The American construction industry is enormous, and there are many thousands of contractor crews working today to build modern schools, office buildings, suburban houses, banks, and more. Often, a construction project involves pooling several contractor teams together and combining their skills, materials, tools, and more to get the job done. This also means that contracts, invoices, and regulations (and other paperwork) should be neatly done to ensure that there are no legal or monetary issues to complicate the project. And in the case something does go wrong, construction lawyers can help resolve an issue and even take it to court if necessary. Aside from the work of construction attorneys, commercial real estate law is a related field when someone is looking to buy or sell a piece of commercial real estate such as a bank, a library, or more. When might labor law or commercial real estate law factor into a project or the sale of a complete building?
Commercial Real Estate Law
The purchase or sale of a house is no simple matter, and neither is the purchase or sale of a commercial building such as office spaces or the like. The good news is that commercial real estate lawyers are there to help for a client who is on the buying or selling end, and these professionals will be well-versed in relevant laws to ensure a fair and smooth transaction. A younger entrepreneur who is looking to buy their first piece of property for an enterprise may have little experience with such commercial real estate law, and they are urged to hire an attorney for the purchasing process. This can ensure a fair price and make sure that all rights and ownership are transferred correctly and legally. Buyers may also use a commercial real estate lawyer in case the previous owner does something dishonest, such as attempt to claim that property as their own for tax purposes. Meanwhile, someone who is selling the property can hire a commercial real estate law to defend their interests, as in, sell the property for a fair price.
A lot of time and money is invested in a construction project, even a smaller one, so proper paperwork must be done for invoice payment promises, usage of equipment, the project’s timetable, and more. Construction lawyers will represent their respective clients during the preparation for a project, and they will review all paperwork to make sure it’s all in order. This includes complying with city or state codes and regulations for safety and fire hazards and zoning law, in addition to setting up invoice payments.

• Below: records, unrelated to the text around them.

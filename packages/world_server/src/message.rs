//! Messages sent between client and server.
//!
//! Every message crosses the wire as a JSON text frame of the form
//! `{"event": <name>, "payload": <payload>}`.

use chunk_data::*;
use serde::{Serialize, Deserialize};


/// Event name of the response to a log in, carrying a `PlayerSnapshot`.
pub const PLAYER_STATE_EVENT: &'static str = "playerState";

/// Event name of the per-tick push, carrying a `WorldUpdate`.
pub const WORLD_UPDATES_EVENT: &'static str = "worldUpdates";


/// Message sent from client to server.
#[derive(Debug, Clone, PartialEq, Serialize, Deserialize)]
#[serde(tag = "event", content = "payload", rename_all = "camelCase")]
pub enum UpMsg {
    /// Attach this connection to the named player, creating the player if new.
    LogIn {
        username: String,
    },
    /// Start walking towards a position.
    MoveTo {
        position: Position,
    },
    /// Set the player's chat message.
    Say {
        text: String,
    },
}

/// Frame of a message sent from server to client.
#[derive(Debug, Clone, Serialize)]
pub struct DownFrame<'a> {
    pub event: &'a str,
    pub payload: serde_json::Value,
}


/// Everything a client needs to render the world around a player upon logging in.
#[derive(Debug, Clone, PartialEq, Serialize, Deserialize)]
#[serde(rename_all = "camelCase")]
pub struct PlayerSnapshot {
    pub player_id: ObjectId,
    pub chunk_id: ChunkId,
    pub chunks_ids: Vec<ChunkId>,
    pub position: Position,
    pub chunks: Vec<ChunkListing>,
}

/// Full listing of a chunk's objects, except the receiving player.
#[derive(Debug, Clone, PartialEq, Serialize, Deserialize)]
#[serde(rename_all = "camelCase")]
pub struct ChunkListing {
    pub id: ChunkId,
    pub game_objects: Vec<FormattedObject>,
}

/// A tick's worth of changes visible to a player.
#[derive(Debug, Clone, PartialEq, Serialize, Deserialize)]
#[serde(rename_all = "camelCase")]
pub struct WorldUpdate {
    /// The player's own position.
    pub position: Position,
    pub chunks_ids: Vec<ChunkId>,
    pub updated_chunks: Vec<ChunkDiff>,
}

/// Changes to one chunk. For a newly subscribed chunk, `updated` lists all its objects.
#[derive(Debug, Clone, PartialEq, Serialize, Deserialize)]
pub struct ChunkDiff {
    pub id: ChunkId,
    pub updated: Vec<FormattedObject>,
    pub removed: Vec<ObjectId>,
}
#[macro_use]
extern crate tracing;

use world_server::{
    config::*,
    logging::init_logging,
    thread_pool::ThreadPool,
    server::{
        channel::*,
        network::NetworkServer,
        save_db::SaveDb,
        storage::{
            Storage,
            MemStorage,
        },
        world::World,
        runner::run,
    },
};
use std::{
    sync::Arc,
    thread,
    env::args,
};
use tokio::runtime::Runtime;
use anyhow::{
    Result,
    Context,
};


const CLI_INTRO: &'static str = r#"World server: chunked world state and tick synchronization."#;

const CLI_HELP: &'static str = r#"
Examples:

    [this command]
    Run the server with options from server.json, or defaults.

    [this command] --save=world --bind=127.0.0.1:35566
    Run the server with explicit options.

    [this command] --config=other.json --memory
    Read options from another file, and keep the world in memory only.

    (Note: Change 127.0.0.1 to 0.0.0.0 to allow connections from other computers).

Env var examples:
    RUST_LOG=world_server=trace
    Changes logging levels"#;


fn main() {
    println!("{}", CLI_INTRO);
    let args = args().collect::<Vec<_>>();
    if args.get(1).map(String::as_str) == Some("--help") {
        println!("{}", CLI_HELP);
        return;
    }
    if let Err(e) = init_logging() {
        eprintln!("error initializing logging: {:?}", e);
    }
    if let Err(e) = run_server_from_cli(&args) {
        error!("server failed: {:?}", e);
        std::process::exit(1);
    }
}

// get the value of a --name= argument
fn arg<'a>(args: &'a [String], prefix: &str) -> Option<&'a str> {
    args.iter()
        .filter_map(|arg| arg.strip_prefix(prefix))
        .next()
}

// parse CLI args and run server from that
fn run_server_from_cli(args: &[String]) -> Result<()> {
    let config_path = arg(args, "--config=").unwrap_or(CONFIG_FILE_NAME);
    let mut config = ServerConfig::read(config_path);
    if let Some(save) = arg(args, "--save=") {
        config.save = save.to_owned();
    }
    if let Some(bind) = arg(args, "--bind=") {
        config.bind = bind.to_owned();
    }
    if args.iter().any(|arg| arg == "--memory") {
        config.storage = StorageKind::Memory;
    }
    debug!(?config, "starting server");
    run_server(config)
}

// run server until it stops or fails
fn run_server(config: ServerConfig) -> Result<()> {
    let storage: Arc<dyn Storage> = match config.storage {
        StorageKind::Redb => Arc::new(SaveDb::open(&config.save).context("error opening save file")?),
        StorageKind::Memory => {
            warn!("world is kept in memory only, nothing will be saved");
            Arc::new(MemStorage::new())
        }
    };
    let rt = Runtime::new().context("error creating tokio runtime")?;
    let thread_pool = ThreadPool::with_threads(config.storage_threads);
    let (server_send, server_recv) = channel();
    stop_on_kill(server_send.clone());
    let network_server = NetworkServer::new(server_send.clone());
    network_server.handle().bind(config.bind.clone(), rt.handle());

    let mut world = World::new(&config, storage, thread_pool, server_send, server_recv.clone());
    world.seed(&config).context("error seeding world")?;
    let result = run(world, server_recv);
    drop(network_server);
    result
}

// hook up sigkill to graceful server shutdown
fn stop_on_kill(server_send: ServerSender) {
    let result = ctrlc::set_handler(move || {
        let server_send = server_send.clone();
        // spawn another thread to actually do this to avoid deadlock
        thread::spawn(move || {
            info!("stopping server (process received kill signal)");
            server_send.send_stop();
        });
    });
    if let Err(e) = result {
        warn!(%e, "error setting kill signal handler");
    }
}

Of course, something may go wrong during the construction project, and construction attorneys will be needed to sort this out. What might go wrong? Worker injury or even fatality is a common issue, and a construction site has many hazards. On the site, workers might get their arms or legs trapped in machinery or under heavy items, or they may slip and fall from a great height and land on a hard surface. Workers might collapse from heat exhaustion or heat stroke in summer, and they might accidentally inhale noxious fumes or airborne silicate particles. Otherwise, property damage might ensue if tools are misused or if equipment is damaged. Every year, the AAA, the American Arbitration Association, oversees many construction legal cases. Some of them are worth many millions of dollars, and some of the largest top over $1 billion in value.
A team’s construction lawyer will step in if there are cases of worker injury, property damage, late or missing invoices, violations of state/city codes, or attempted termination of the project. A lawyer may pursue litigation against another contractor team that failed to pay its invoice totals, or such a construction lawyer might take action if another contractor team on the project attempted wrongful termination of the overall project. It should be noted that some injured workers may also want to find personal injury law firms and hire an attorney from them, too. A construction lawyer may attempt to shut down wrongful termination if need be, but in other cases, a construction lawyer may call for termination if the project is far over budget, behind schedule, or causing a lot of worker injury incidents or equipment damage.